# How to complete this task
Verbatim, and with nothing else, reproduce the data below from its first line through the line containing "pub(crate) fn router()".

# Listed records
------------------------------
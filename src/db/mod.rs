pub(crate) mod models;
pub(crate) mod types;

use std::time::Duration;

use sqlx::postgres::{PgConnectOptions, PgPoolOptions};
use sqlx::{ConnectOptions, PgPool};

use crate::core::config::Settings;

pub(crate) async fn init_pool(settings: &Settings) -> Result<PgPool, sqlx::Error> {
    let database_url = settings.database().database_url();
    let mut connect_options: PgConnectOptions = database_url.parse()?;

    connect_options = connect_options
        .application_name("trackademic-api")
        .log_statements(tracing::log::LevelFilter::Off);

    PgPoolOptions::new()
        .max_connections(settings.database().max_connections)
        .min_connections(1)
        .acquire_timeout(Duration::from_secs(30))
        .test_before_acquire(true)
        .connect_with(connect_options)
        .await
}

pub(crate) async fn run_migrations(pool: &PgPool) -> Result<(), sqlx::Error> {
    sqlx::migrate!("./migrations").run(pool).await?;
    Ok(())
}

/// Postgres SQLSTATE 23505.
pub(crate) fn is_unique_violation(error: &sqlx::Error) -> bool {
    match error {
        sqlx::Error::Database(db_error) => db_error.code().as_deref() == Some("23505"),
        _ => false,
    }
}

/// Postgres SQLSTATE 23503.
pub(crate) fn is_foreign_key_violation(error: &sqlx::Error) -> bool {
    match error {
        sqlx::Error::Database(db_error) => db_error.code().as_deref() == Some("23503"),
        _ => false,
    }
}
use axum::extract::{Path, State};
use axum::routing::get;
use axum::{Json, Router};

use crate::api::errors::ApiError;
use crate::api::guards::{require_course_owner, require_student_visibility, CurrentUser};
use crate::core::state::AppState;
use crate::repositories;
use crate::schemas::grade::ProjectedGradeResponse;
use crate::services::grading;

pub(crate) fn router() -> Router<AppState> {
    Router::new()
        .route("/:course_id/students/:student_id/projected-grade", get(student_projected_grade))
        .route("/:course_id/projected-grades", get(course_projected_grades))
}

async fn student_projected_grade(
    Path((course_id, student_id)): Path<(String, String)>,
    CurrentUser(user): CurrentUser,
    state: State<AppState>,
) -> Result<Json<ProjectedGradeResponse>, ApiError> {
    require_student_visibility(&state, &user, &course_id, &student_id).await?;

    let grade = grading::projected_grade_for_student(state.db(), &course_id, &student_id).await;

    Ok(Json(ProjectedGradeResponse::new(student_id, grade)))
}

async fn course_projected_grades(
    Path(course_id): Path<String>,
    CurrentUser(user): CurrentUser,
    state: State<AppState>,
) -> Result<Json<Vec<ProjectedGradeResponse>>, ApiError> {
    require_course_owner(&state, &user, &course_id).await?;

    let student_ids = repositories::enrollments::list_student_ids(state.db(), &course_id)
        .await
        .map_err(|e| ApiError::internal(e, "Failed to list enrolled students"))?;

    let mut grades =
        grading::projected_grades_for_students(state.db(), &course_id, &student_ids)
            .await
            .map_err(|e| ApiError::internal(e, "Failed to compute projected grades"))?;

    let response = student_ids
        .into_iter()
        .map(|student_id| {
            let grade = grades.remove(&student_id).unwrap_or_default();
            ProjectedGradeResponse::new(student_id, grade)
        })
        .collect();

    Ok(Json(response))
}

#[cfg(test)]
mod tests;
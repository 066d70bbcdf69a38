use tokio::signal;

/// Resolves on Ctrl+C or SIGTERM so `axum::serve` can drain in-flight requests.
pub(crate) async fn shutdown_signal() {
    let ctrl_c = async {
        if let Err(err) = signal::ctrl_c().await {
            tracing::error!(error = %err, "Failed to install Ctrl+C handler");
            std::future::pending::<()>().await;
        }
    };

    #[cfg(unix)]
    let terminate = async {
        match signal::unix::signal(signal::unix::SignalKind::terminate()) {
            Ok(mut stream) => {
                stream.recv().await;
            }
            Err(err) => {
                tracing::error!(error = %err, "Failed to install SIGTERM handler");
                std::future::pending::<()>().await;
            }
        }
    };

    #[cfg(not(unix))]
    let terminate = std::future::pending::<()>();

    let source = tokio::select! {
        _ = ctrl_c => "ctrl_c",
        _ = terminate => "sigterm",
    };

    tracing::info!(source, "shutdown signal received; draining connections");
}
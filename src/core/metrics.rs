use std::sync::OnceLock;

use metrics_exporter_prometheus::{PrometheusBuilder, PrometheusHandle};

use crate::core::config::Settings;

static PROM_HANDLE: OnceLock<PrometheusHandle> = OnceLock::new();

pub(crate) fn init(settings: &Settings) -> anyhow::Result<()> {
    if !settings.telemetry().prometheus_enabled || PROM_HANDLE.get().is_some() {
        return Ok(());
    }

    let handle = PrometheusBuilder::new().install_recorder()?;
    let _ = PROM_HANDLE.set(handle);
    Ok(())
}

pub(crate) fn render() -> Option<String> {
    PROM_HANDLE.get().map(|handle| handle.render())
}

/// Counts one processed attendance scan by outcome label.
pub(crate) fn record_scan(outcome: &'static str) {
    metrics::counter!("attendance_scans_total", "outcome" => outcome).increment(1);
}
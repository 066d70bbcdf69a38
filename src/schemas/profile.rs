use serde::Serialize;

use crate::core::time::format_primitive;
use crate::db::models::Profile;
use crate::db::types::UserRole;

#[derive(Debug, Serialize)]
pub(crate) struct ProfileResponse {
    pub(crate) id: String,
    pub(crate) email: Option<String>,
    pub(crate) full_name: Option<String>,
    pub(crate) username: Option<String>,
    pub(crate) role: Option<UserRole>,
    pub(crate) created_at: String,
}

impl ProfileResponse {
    pub(crate) fn from_db(profile: Profile) -> Self {
        Self {
            id: profile.id,
            email: profile.email,
            full_name: profile.full_name,
            username: profile.username,
            role: profile.role,
            created_at: format_primitive(profile.created_at),
        }
    }
}
use axum::{extract::State, http::StatusCode, response::IntoResponse, Json};
use std::collections::HashMap;

use crate::core::metrics;
use crate::core::state::AppState;
use crate::schemas::{HealthResponse, RootResponse};

pub(crate) async fn root(State(state): State<AppState>) -> Json<RootResponse> {
    Json(RootResponse {
        message: state.settings().api().project_name.clone(),
        version: env!("CARGO_PKG_VERSION").to_string(),
        api_prefix: state.settings().api().api_v1_str.clone(),
    })
}

pub(crate) async fn healthz(State(state): State<AppState>) -> (StatusCode, Json<HealthResponse>) {
    let mut components = HashMap::new();

    let (status_code, status) = match sqlx::query("SELECT 1").execute(state.db()).await {
        Ok(_) => {
            components.insert("database".to_string(), "healthy".to_string());
            (StatusCode::OK, "healthy")
        }
        Err(err) => {
            components.insert("database".to_string(), format!("unhealthy: {err}"));
            (StatusCode::SERVICE_UNAVAILABLE, "unhealthy")
        }
    };

    (
        status_code,
        Json(HealthResponse {
            service: "trackademic-api".to_string(),
            status: status.to_string(),
            components,
        }),
    )
}

pub(crate) async fn metrics(State(state): State<AppState>) -> impl IntoResponse {
    if !state.settings().telemetry().prometheus_enabled {
        return StatusCode::NOT_FOUND.into_response();
    }

    match metrics::render() {
        Some(body) => ([(axum::http::header::CONTENT_TYPE, "text/plain; version=0.0.4")], body)
            .into_response(),
        None => StatusCode::SERVICE_UNAVAILABLE.into_response(),
    }
}
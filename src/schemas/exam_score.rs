use serde::{Deserialize, Serialize};
use validator::Validate;

use crate::core::time::format_primitive;
use crate::repositories::exam_scores::ExamScoreWithName;

#[derive(Debug, Deserialize, Validate)]
pub(crate) struct ExamScoreEntry {
    #[serde(alias = "studentId")]
    pub(crate) student_id: String,
    #[serde(default, alias = "midtermScore")]
    #[validate(range(min = 0.0, message = "midterm_score must be non-negative"))]
    pub(crate) midterm_score: Option<f64>,
    #[serde(default, alias = "finalScore")]
    #[validate(range(min = 0.0, message = "final_score must be non-negative"))]
    pub(crate) final_score: Option<f64>,
}

#[derive(Debug, Deserialize, Validate)]
pub(crate) struct ExamScoresUpsert {
    #[validate(nested)]
    pub(crate) scores: Vec<ExamScoreEntry>,
}

#[derive(Debug, Serialize)]
pub(crate) struct ExamScoreResponse {
    pub(crate) student_id: String,
    pub(crate) full_name: Option<String>,
    pub(crate) midterm_score: Option<f64>,
    pub(crate) final_score: Option<f64>,
    pub(crate) updated_at: String,
}

impl ExamScoreResponse {
    pub(crate) fn from_db(row: ExamScoreWithName) -> Self {
        Self {
            student_id: row.student_id,
            full_name: row.full_name,
            midterm_score: row.midterm_score,
            final_score: row.final_score,
            updated_at: format_primitive(row.updated_at),
        }
    }
}
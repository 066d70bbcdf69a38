use std::sync::Arc;

use sqlx::PgPool;

use crate::core::config::Settings;

#[derive(Clone)]
pub(crate) struct AppState {
    inner: Arc<InnerState>,
}

struct InnerState {
    settings: Settings,
    db: PgPool,
}

impl AppState {
    pub(crate) fn new(settings: Settings, db: PgPool) -> Self {
        Self { inner: Arc::new(InnerState { settings, db }) }
    }

    pub(crate) fn settings(&self) -> &Settings {
        &self.inner.settings
    }

    pub(crate) fn db(&self) -> &PgPool {
        &self.inner.db
    }
}
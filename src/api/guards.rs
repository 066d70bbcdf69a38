use async_trait::async_trait;
use axum::extract::{FromRequestParts, State};
use axum::http::{header, request::Parts};

use crate::api::errors::ApiError;
use crate::core::{security, state::AppState};
use crate::db::models::{Course, Profile};
use crate::db::types::UserRole;
use crate::repositories;

pub(crate) const NOT_AUTHORIZED: &str = "You are not authorized to perform this action";

pub(crate) struct CurrentUser(pub(crate) Profile);

/// How the caller relates to a course.
#[derive(Debug, Clone, Copy, PartialEq, Eq)]
pub(crate) enum CourseAccess {
    Owner,
    Student,
    Parent,
}

#[async_trait]
impl FromRequestParts<AppState> for CurrentUser {
    type Rejection = ApiError;

    async fn from_request_parts(
        parts: &mut Parts,
        state: &AppState,
    ) -> Result<Self, Self::Rejection> {
        let State(app_state) = State::<AppState>::from_request_parts(parts, state)
            .await
            .map_err(|e| ApiError::internal(e, "Failed to access application state"))?;

        let token = parts
            .headers
            .get(header::AUTHORIZATION)
            .and_then(|value| value.to_str().ok())
            .and_then(|value| value.strip_prefix("Bearer "))
            .ok_or(ApiError::Unauthorized("Invalid authentication credentials"))?;

        let claims = security::verify_token(token, app_state.settings())
            .map_err(|_| ApiError::Unauthorized("Invalid authentication credentials"))?;

        let profile = repositories::profiles::find_by_id(app_state.db(), &claims.sub)
            .await
            .map_err(|e| ApiError::internal(e, "Failed to load profile"))?
            .ok_or(ApiError::Unauthorized("Profile not found"))?;

        Ok(CurrentUser(profile))
    }
}

pub(crate) fn require_role(profile: &Profile, role: UserRole) -> Result<(), ApiError> {
    if profile.role == Some(role) {
        Ok(())
    } else {
        Err(ApiError::Forbidden(NOT_AUTHORIZED))
    }
}

pub(crate) async fn load_course(state: &AppState, course_id: &str) -> Result<Course, ApiError> {
    repositories::courses::find_by_id(state.db(), course_id)
        .await
        .map_err(|e| ApiError::internal(e, "Failed to fetch course"))?
        .ok_or_else(|| ApiError::NotFound("Course not found".to_string()))
}

pub(crate) async fn require_course_owner(
    state: &AppState,
    profile: &Profile,
    course_id: &str,
) -> Result<Course, ApiError> {
    let course = load_course(state, course_id).await?;
    if course.instructor_id == profile.id {
        Ok(course)
    } else {
        Err(ApiError::Forbidden(NOT_AUTHORIZED))
    }
}

pub(crate) async fn require_enrolled_student(
    state: &AppState,
    profile: &Profile,
    course_id: &str,
) -> Result<Course, ApiError> {
    let course = load_course(state, course_id).await?;
    require_role(profile, UserRole::Student)?;

    let enrolled =
        repositories::enrollments::is_student_enrolled_in_course(state.db(), course_id, &profile.id)
            .await
            .map_err(|e| ApiError::internal(e, "Failed to verify enrollment"))?;

    if enrolled {
        Ok(course)
    } else {
        Err(ApiError::Forbidden("You are not enrolled in this course"))
    }
}

/// Owner, enrolled student, or parent of an enrolled student.
pub(crate) async fn require_course_access(
    state: &AppState,
    profile: &Profile,
    course_id: &str,
) -> Result<(Course, CourseAccess), ApiError> {
    let course = load_course(state, course_id).await?;
    if course.instructor_id == profile.id {
        return Ok((course, CourseAccess::Owner));
    }

    let allowed = match profile.role {
        Some(UserRole::Student) => {
            repositories::enrollments::is_student_enrolled_in_course(
                state.db(),
                course_id,
                &profile.id,
            )
            .await
        }
        Some(UserRole::Parent) => {
            repositories::parent_students::is_parent_linked_to_course(
                state.db(),
                course_id,
                &profile.id,
            )
            .await
        }
        _ => Ok(false),
    }
    .map_err(|e| ApiError::internal(e, "Failed to verify course access"))?;

    match (allowed, profile.role) {
        (true, Some(UserRole::Student)) => Ok((course, CourseAccess::Student)),
        (true, Some(UserRole::Parent)) => Ok((course, CourseAccess::Parent)),
        _ => Err(ApiError::Forbidden(NOT_AUTHORIZED)),
    }
}

/// Per-student course data is visible to the owner, the student, and linked parents.
pub(crate) async fn require_student_visibility(
    state: &AppState,
    profile: &Profile,
    course_id: &str,
    student_id: &str,
) -> Result<(Course, CourseAccess), ApiError> {
    let (course, access) = require_course_access(state, profile, course_id).await?;

    let visible = match access {
        CourseAccess::Owner => true,
        CourseAccess::Student => profile.id == student_id,
        CourseAccess::Parent => {
            repositories::parent_students::is_linked(state.db(), &profile.id, student_id)
                .await
                .map_err(|e| ApiError::internal(e, "Failed to verify parent link"))?
        }
    };

    if visible {
        Ok((course, access))
    } else {
        Err(ApiError::Forbidden(NOT_AUTHORIZED))
    }
}
use tracing_subscriber::{fmt, EnvFilter};

use crate::core::config::Settings;

pub(crate) fn init_tracing(settings: &Settings) -> anyhow::Result<()> {
    let filter = EnvFilter::try_from_default_env()
        .unwrap_or_else(|_| EnvFilter::new(settings.telemetry().log_level.clone()));

    let builder = fmt().with_env_filter(filter).with_target(false);

    if settings.telemetry().json {
        builder
            .json()
            .with_current_span(true)
            .try_init()
            .map_err(|err| anyhow::anyhow!(err.to_string()))?;
    } else {
        builder.compact().try_init().map_err(|err| anyhow::anyhow!(err.to_string()))?;
    }

    tracing::debug!(
        environment = settings.runtime().environment.as_str(),
        json = settings.telemetry().json,
        "tracing initialised"
    );

    Ok(())
}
------------------------------
# Solution below
filename src/db/mod.rs
pub(crate) mod models;
pub(crate) mod types;

use std::time::Duration;

use sqlx::postgres::{PgConnectOptions, PgPoolOptions};
use sqlx::{ConnectOptions, PgPool};

use crate::core::config::Settings;

pub(crate) async fn init_pool(settings: &Settings) -> Result<PgPool, sqlx::Error> {
    let database_url = settings.database().database_url();
    let mut connect_options: PgConnectOptions = database_url.parse()?;

    connect_options = connect_options
        .application_name("trackademic-api")
        .log_statements(tracing::log::LevelFilter::Off);

    PgPoolOptions::new()
        .max_connections(settings.database().max_connections)
        .min_connections(1)
        .acquire_timeout(Duration::from_secs(30))
        .test_before_acquire(true)
        .connect_with(connect_options)
        .await
}

pub(crate) async fn run_migrations(pool: &PgPool) -> Result<(), sqlx::Error> {
    sqlx::migrate!("./migrations").run(pool).await?;
    Ok(())
}

/// Postgres SQLSTATE 23505.
pub(crate) fn is_unique_violation(error: &sqlx::Error) -> bool {
    match error {
        sqlx::Error::Database(db_error) => db_error.code().as_deref() == Some("23505"),
        _ => false,
    }
}

/// Postgres SQLSTATE 23503.
pub(crate) fn is_foreign_key_violation(error: &sqlx::Error) -> bool {
    match error {
        sqlx::Error::Database(db_error) => db_error.code().as_deref() == Some("23503"),
        _ => false,
    }
}
use axum::extract::{Path, State};
use axum::routing::get;
use axum::{Json, Router};

use crate::api::errors::ApiError;
use crate::api::guards::{require_course_owner, require_student_visibility, CurrentUser};
use crate::core::state::AppState;
use crate::repositories;
use crate::schemas::grade::ProjectedGradeResponse;
use crate::services::grading;

pub(crate) fn router() -> Router<AppState> {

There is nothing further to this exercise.